** Exercise requirements **
In the data, find the word "Send" and copy out every line that has it.

** Given records **
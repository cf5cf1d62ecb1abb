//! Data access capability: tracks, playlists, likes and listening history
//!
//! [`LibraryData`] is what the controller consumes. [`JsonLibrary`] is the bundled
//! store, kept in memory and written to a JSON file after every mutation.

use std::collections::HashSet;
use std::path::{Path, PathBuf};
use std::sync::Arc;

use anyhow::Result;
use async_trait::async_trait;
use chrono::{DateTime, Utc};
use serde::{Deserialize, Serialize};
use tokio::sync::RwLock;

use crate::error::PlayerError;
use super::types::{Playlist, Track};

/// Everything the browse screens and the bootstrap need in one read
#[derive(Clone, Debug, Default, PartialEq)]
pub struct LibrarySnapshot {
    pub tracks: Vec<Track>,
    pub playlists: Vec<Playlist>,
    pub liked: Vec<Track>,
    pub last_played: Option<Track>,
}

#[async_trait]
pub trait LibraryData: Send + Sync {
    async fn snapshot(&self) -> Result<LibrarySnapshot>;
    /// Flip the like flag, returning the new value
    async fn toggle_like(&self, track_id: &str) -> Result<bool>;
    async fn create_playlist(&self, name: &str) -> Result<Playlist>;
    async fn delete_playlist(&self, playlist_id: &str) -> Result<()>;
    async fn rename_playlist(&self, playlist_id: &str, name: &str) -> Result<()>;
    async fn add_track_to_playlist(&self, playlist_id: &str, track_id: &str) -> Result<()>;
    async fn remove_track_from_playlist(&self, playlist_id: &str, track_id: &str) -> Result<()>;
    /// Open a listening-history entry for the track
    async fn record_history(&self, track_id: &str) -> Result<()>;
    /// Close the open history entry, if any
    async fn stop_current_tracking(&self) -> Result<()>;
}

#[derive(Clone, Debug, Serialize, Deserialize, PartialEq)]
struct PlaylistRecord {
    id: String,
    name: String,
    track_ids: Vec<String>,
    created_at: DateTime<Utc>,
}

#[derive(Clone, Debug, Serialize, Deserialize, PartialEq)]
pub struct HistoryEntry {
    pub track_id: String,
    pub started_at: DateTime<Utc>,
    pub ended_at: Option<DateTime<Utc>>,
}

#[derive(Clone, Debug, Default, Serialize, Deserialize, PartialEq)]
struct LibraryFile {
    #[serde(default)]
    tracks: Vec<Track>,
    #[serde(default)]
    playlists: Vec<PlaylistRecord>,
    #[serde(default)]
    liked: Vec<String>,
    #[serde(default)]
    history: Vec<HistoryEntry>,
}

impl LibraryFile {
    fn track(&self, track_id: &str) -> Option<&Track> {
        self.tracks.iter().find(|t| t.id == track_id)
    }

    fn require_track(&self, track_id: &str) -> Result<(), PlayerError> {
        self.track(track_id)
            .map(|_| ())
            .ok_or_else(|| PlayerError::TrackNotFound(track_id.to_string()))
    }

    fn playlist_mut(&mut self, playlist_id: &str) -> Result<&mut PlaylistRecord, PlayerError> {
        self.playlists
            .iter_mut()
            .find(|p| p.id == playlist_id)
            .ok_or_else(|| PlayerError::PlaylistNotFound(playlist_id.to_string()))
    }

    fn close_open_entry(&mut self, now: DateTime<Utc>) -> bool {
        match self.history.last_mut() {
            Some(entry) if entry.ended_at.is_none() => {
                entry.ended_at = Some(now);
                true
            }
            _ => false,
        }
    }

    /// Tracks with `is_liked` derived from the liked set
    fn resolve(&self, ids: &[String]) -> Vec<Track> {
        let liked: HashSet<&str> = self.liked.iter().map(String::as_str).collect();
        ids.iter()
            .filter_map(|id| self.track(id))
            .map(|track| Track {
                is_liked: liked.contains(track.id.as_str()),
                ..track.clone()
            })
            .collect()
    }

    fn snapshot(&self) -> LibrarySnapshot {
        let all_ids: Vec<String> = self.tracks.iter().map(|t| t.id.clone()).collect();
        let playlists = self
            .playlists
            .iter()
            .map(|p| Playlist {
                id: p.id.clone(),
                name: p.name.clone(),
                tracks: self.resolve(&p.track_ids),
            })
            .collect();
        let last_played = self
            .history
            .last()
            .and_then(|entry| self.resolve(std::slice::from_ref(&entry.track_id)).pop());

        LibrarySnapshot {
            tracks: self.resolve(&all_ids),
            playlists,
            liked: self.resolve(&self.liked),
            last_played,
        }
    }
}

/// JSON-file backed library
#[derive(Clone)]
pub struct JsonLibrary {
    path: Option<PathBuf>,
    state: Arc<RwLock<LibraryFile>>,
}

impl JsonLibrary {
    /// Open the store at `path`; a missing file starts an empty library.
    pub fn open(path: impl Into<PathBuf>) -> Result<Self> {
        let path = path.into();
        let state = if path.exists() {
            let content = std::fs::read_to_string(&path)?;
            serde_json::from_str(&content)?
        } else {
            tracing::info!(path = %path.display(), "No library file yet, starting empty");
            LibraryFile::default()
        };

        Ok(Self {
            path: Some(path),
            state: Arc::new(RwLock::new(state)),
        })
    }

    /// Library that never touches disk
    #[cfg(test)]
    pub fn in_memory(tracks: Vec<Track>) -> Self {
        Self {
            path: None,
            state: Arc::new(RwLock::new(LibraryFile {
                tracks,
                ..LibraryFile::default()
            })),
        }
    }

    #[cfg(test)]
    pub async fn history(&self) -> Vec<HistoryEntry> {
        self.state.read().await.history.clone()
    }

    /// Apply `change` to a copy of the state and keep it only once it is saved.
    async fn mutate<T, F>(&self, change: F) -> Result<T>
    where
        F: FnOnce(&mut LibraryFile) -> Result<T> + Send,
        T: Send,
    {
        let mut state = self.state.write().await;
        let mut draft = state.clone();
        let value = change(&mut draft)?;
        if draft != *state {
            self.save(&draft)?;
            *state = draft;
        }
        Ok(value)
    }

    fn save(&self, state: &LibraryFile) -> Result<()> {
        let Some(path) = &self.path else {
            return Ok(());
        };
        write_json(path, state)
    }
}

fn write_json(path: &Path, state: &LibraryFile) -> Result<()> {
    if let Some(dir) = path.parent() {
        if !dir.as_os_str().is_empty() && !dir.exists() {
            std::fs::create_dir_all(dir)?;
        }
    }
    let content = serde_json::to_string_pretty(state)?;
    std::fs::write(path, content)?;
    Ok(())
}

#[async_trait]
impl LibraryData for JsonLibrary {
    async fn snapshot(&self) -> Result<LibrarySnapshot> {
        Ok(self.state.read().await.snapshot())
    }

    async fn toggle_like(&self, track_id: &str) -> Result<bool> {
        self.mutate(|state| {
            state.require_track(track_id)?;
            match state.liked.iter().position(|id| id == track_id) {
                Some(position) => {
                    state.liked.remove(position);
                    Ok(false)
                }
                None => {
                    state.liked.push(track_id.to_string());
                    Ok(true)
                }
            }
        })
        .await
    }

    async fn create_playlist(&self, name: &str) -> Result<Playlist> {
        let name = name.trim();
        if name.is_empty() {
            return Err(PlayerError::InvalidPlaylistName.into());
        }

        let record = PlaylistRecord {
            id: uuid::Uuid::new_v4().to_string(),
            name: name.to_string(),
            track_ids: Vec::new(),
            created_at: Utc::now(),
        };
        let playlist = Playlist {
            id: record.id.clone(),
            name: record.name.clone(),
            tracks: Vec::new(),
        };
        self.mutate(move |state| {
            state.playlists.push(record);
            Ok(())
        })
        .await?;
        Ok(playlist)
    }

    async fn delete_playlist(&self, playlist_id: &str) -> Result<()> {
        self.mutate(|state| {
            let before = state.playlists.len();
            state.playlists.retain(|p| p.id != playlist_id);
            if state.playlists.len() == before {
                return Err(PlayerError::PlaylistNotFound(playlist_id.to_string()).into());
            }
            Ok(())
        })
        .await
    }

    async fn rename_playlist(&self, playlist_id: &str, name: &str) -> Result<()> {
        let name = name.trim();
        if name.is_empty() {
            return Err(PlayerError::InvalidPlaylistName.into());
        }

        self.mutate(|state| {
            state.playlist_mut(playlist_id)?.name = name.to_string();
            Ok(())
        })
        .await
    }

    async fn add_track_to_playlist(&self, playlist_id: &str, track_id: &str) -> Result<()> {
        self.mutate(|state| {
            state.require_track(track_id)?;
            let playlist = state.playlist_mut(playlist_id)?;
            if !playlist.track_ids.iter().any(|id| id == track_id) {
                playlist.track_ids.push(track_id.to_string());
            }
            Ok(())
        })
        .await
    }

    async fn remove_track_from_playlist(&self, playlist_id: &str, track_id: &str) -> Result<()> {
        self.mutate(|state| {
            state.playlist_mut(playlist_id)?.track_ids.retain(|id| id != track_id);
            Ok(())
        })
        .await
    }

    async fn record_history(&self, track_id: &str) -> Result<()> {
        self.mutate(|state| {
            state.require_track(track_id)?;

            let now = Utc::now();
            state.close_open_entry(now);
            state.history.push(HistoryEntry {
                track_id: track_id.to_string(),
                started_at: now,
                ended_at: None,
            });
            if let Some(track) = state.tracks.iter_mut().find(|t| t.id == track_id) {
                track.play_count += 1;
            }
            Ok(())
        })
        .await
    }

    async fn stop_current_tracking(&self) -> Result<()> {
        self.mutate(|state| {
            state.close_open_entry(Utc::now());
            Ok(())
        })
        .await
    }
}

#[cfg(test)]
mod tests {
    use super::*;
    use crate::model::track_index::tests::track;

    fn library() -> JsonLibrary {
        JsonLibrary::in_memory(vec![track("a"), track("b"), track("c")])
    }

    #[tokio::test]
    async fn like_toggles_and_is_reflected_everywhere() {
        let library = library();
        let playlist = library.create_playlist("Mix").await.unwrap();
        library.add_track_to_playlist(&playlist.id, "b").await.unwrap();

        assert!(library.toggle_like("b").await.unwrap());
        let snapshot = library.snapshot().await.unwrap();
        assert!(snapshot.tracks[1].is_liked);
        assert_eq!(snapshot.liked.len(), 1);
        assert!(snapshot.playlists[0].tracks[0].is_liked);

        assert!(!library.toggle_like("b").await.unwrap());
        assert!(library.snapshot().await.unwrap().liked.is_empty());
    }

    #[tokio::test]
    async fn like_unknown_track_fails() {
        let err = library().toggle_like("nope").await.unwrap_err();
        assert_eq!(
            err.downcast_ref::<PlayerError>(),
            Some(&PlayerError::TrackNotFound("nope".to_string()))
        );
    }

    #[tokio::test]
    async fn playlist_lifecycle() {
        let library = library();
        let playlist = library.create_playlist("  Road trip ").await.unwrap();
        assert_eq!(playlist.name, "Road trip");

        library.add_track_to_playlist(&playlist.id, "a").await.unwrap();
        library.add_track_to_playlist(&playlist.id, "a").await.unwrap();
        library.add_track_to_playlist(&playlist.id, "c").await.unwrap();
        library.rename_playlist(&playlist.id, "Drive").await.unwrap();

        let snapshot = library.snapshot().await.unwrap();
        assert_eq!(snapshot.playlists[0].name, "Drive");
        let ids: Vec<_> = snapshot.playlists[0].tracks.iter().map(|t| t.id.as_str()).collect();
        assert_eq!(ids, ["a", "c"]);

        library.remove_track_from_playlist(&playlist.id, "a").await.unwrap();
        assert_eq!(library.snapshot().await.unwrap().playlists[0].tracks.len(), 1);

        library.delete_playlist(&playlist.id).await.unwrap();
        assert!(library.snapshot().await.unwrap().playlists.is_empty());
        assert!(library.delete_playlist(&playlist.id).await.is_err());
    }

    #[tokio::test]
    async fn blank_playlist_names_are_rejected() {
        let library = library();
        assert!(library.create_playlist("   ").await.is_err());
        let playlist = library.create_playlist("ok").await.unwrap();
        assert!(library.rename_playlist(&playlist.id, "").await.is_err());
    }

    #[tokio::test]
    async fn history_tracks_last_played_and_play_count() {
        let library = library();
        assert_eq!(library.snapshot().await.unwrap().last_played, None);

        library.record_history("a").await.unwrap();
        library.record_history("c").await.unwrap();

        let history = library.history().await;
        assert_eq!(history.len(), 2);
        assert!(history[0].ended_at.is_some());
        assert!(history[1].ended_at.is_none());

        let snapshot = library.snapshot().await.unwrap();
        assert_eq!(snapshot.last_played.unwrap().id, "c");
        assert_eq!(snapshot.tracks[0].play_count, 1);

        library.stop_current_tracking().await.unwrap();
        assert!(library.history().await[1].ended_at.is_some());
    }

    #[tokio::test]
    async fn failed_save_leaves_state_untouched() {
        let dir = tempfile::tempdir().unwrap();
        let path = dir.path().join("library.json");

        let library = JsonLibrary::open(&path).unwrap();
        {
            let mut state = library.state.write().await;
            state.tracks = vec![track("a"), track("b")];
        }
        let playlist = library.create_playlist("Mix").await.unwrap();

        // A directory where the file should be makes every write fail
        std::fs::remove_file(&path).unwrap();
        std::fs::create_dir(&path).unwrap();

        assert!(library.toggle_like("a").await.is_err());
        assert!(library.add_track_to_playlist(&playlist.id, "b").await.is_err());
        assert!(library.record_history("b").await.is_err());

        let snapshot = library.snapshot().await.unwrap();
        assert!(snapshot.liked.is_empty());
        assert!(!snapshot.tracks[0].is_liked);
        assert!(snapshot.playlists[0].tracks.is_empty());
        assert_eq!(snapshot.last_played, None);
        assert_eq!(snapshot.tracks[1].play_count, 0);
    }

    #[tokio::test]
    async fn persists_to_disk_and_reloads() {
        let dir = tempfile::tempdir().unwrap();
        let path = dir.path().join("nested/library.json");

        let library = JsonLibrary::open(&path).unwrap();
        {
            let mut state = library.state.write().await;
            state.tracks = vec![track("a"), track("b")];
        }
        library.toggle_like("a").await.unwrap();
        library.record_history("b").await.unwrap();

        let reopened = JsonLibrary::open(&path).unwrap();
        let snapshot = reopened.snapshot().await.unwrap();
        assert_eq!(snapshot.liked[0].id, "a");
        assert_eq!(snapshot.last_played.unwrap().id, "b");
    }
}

** Output **
pub trait LibraryData: Send + Sync {
        F: FnOnce(&mut LibraryFile) -> Result<T> + Send,
        T: Send,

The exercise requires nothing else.